Directing attention to this minimal arc containing the boundary, identify the points of maximal separation (A. B), and place them on a horizontal line; Surround the curve with a rectangle, with A, B falling on the left and right sides of the rectangle, respectively. Let C, D be the endpoints of the arc. By the Lemma above, if C, D are not coincident with A, B, we can draw an arc from the upper side of the rectangle to the lower side, say EF, which does not intersect subarcs AC and BD. (If C or D coincides with A or B, EF should omit A and/or B.)

Proof of JAT, cont.
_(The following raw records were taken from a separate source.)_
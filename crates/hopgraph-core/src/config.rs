//! Configuration for hopgraph
//!
//! Read from a TOML file passed with `--config`; every field is optional.

use std::fs;
use std::path::Path;

use serde::{Deserialize, Serialize};

use crate::error::{HopgraphError, Result};
use crate::graph::{Weight, DEFAULT_WEIGHT};

/// Top-level configuration
#[derive(Debug, Clone, Default, PartialEq, Eq, Serialize, Deserialize)]
pub struct HopgraphConfig {
    /// Edge-list loading behavior
    #[serde(default)]
    pub loader: LoaderConfig,

    /// Output defaults
    #[serde(default)]
    pub output: OutputConfig,
}

/// How edge-list files are turned into graphs
#[derive(Debug, Clone, PartialEq, Eq, Serialize, Deserialize)]
pub struct LoaderConfig {
    /// Mode used when the file has no `G`/`D` marker line
    #[serde(default)]
    pub undirected: bool,

    /// Weight for edges written without one
    #[serde(default = "default_weight")]
    pub default_weight: Weight,

    /// Abort on the first rejected vertex or edge instead of skipping it
    #[serde(default)]
    pub strict: bool,
}

fn default_weight() -> Weight {
    DEFAULT_WEIGHT
}

impl Default for LoaderConfig {
    fn default() -> Self {
        LoaderConfig {
            undirected: false,
            default_weight: DEFAULT_WEIGHT,
            strict: false,
        }
    }
}

/// Output defaults
#[derive(Debug, Clone, Default, PartialEq, Eq, Serialize, Deserialize)]
pub struct OutputConfig {
    /// List each undirected edge once instead of once per direction
    #[serde(default)]
    pub unique_edges: bool,
}

impl HopgraphConfig {
    /// Load configuration from a TOML file
    pub fn load(path: &Path) -> Result<Self> {
        if !path.exists() {
            return Err(HopgraphError::FileNotFound {
                path: path.to_path_buf(),
            });
        }
        let content = fs::read_to_string(path)?;
        let config: HopgraphConfig = toml::from_str(&content)?;
        Ok(config)
    }

    /// Load from `path` when given, otherwise use defaults
    pub fn load_or_default(path: Option<&Path>) -> Result<Self> {
        match path {
            Some(path) => Self::load(path),
            None => Ok(Self::default()),
        }
    }
}
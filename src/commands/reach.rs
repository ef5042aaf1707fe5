//! Reach command (depth-first reachability)
use hopgraph_core::error::Result;
use hopgraph_core::Graph;

use crate::cli::{Cli, OutputFormat};
use crate::commands::{join_keys, print_json};

/// Execute the reach command
pub fn execute(cli: &Cli, graph: &Graph, start: &str, target: &str) -> Result<()> {
    let result = graph.depth_first_search(start, target);

    match cli.format {
        OutputFormat::Json => {
            print_json(&serde_json::json!({
                "start": start,
                "target": target,
                "found": result.found,
                "path": result.path,
                "visited": result.visited,
            }))?;
        }
        OutputFormat::Human => {
            if !graph.contains(start) {
                println!("Vertex not found: {}", start);
                return Ok(());
            }
            let negation = if result.found { "" } else { "not " };
            println!("{} is {}reachable from {}", target, negation, start);
            if !cli.quiet {
                if result.found {
                    println!("Path: {}", join_keys(&result.path, " -> "));
                }
                println!("Visited: {}", join_keys(&result.visited, ", "));
            }
        }
    }
    Ok(())
}
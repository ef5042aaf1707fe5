//! Graph store and traversal operations
//!
//! Provides the weighted graph and the algorithms that walk it:
//! - BFS shortest path (fewest hops, weights ignored)
//! - BFS for the vertices at an exact hop-distance
//! - DFS reachability with the explored path
//! - Graph provider trait so traversals can run over other adjacency sources

pub mod algos;
pub mod bfs;
pub mod queue;
pub mod store;
pub mod traversal;
pub mod types;
pub mod vertex;

pub use algos::{bfs_at_distance, dfs_reachability};
pub use bfs::bfs_find_path;
pub use queue::Queue;
pub use store::Graph;
pub use traversal::GraphProvider;
pub use types::{Edge, PathOutcome, Reachability, VertexKey, Weight, DEFAULT_WEIGHT};
pub use vertex::Vertex;

use std::borrow::Borrow;
use std::hash::Hash;

impl<K: VertexKey> Graph<K> {
    fn provider(&self) -> &dyn GraphProvider<K> {
        self
    }

    /// Fewest-hops path from `from` to `to`
    pub fn find_path_bfs<Q>(&self, from: &Q, to: &Q) -> PathOutcome<K>
    where
        K: Borrow<Q>,
        Q: Hash + Eq + ?Sized,
    {
        match (self.stored_key(from), self.stored_key(to)) {
            (Some(from), Some(to)) => bfs_find_path(self.provider(), from, to),
            _ => PathOutcome::MissingVertex,
        }
    }

    /// Vertices exactly `length` hops from `start`
    pub fn breadth_first_search<Q>(&self, start: &Q, length: i64) -> Option<Vec<K>>
    where
        K: Borrow<Q>,
        Q: Hash + Eq + ?Sized,
    {
        let start = self.stored_key(start)?;
        bfs_at_distance(self.provider(), start, length)
    }

    /// Whether `target` can be reached from `start`, depth-first.
    ///
    /// A target that is not in the graph is never reached; the walk still
    /// reports everything it explored.
    pub fn depth_first_search<Q>(&self, start: &Q, target: &Q) -> Reachability<K>
    where
        K: Borrow<Q>,
        Q: Hash + Eq + ?Sized,
    {
        match self.stored_key(start) {
            Some(start) => algos::dfs::dfs_walk(self.provider(), start, &|key: &K| {
                <K as Borrow<Q>>::borrow(key) == target
            }),
            None => Reachability::default(),
        }
    }
}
By the Crossed Arcs Lemma, EF intersects AB, say, for the first time at G and the last time at H. Splicing together the subarc GH of AB with the initial and final portions of EF, we obtain a compound arc EGHF; this arc cannot meet the bounded component of the complement of CD – as this would constitute a path connecting the bounded component to the unbounded component, which would then have to coincide; the middle portion GH, as a subarc of AB, is complementary to the bounded component.

Now pick a point, J, in the bounded component; connect it with arcs within the bounded component to accessible points C’ and D’ of the boundary, near C and D. Then by the Crossed Arcs Lemma, the compound arc AC’D’B must intersect EGFH in a point, K, in the bounded component (as EF is by construction disjoint from arcs AC and BD; and the interior of arc C’D’ lies by construction in the bounded component.). But the compound arc EGHF is disjoint from the bounded component – the contradiction confirms that CD, and thus the original Jordan arc, does not separate the plane.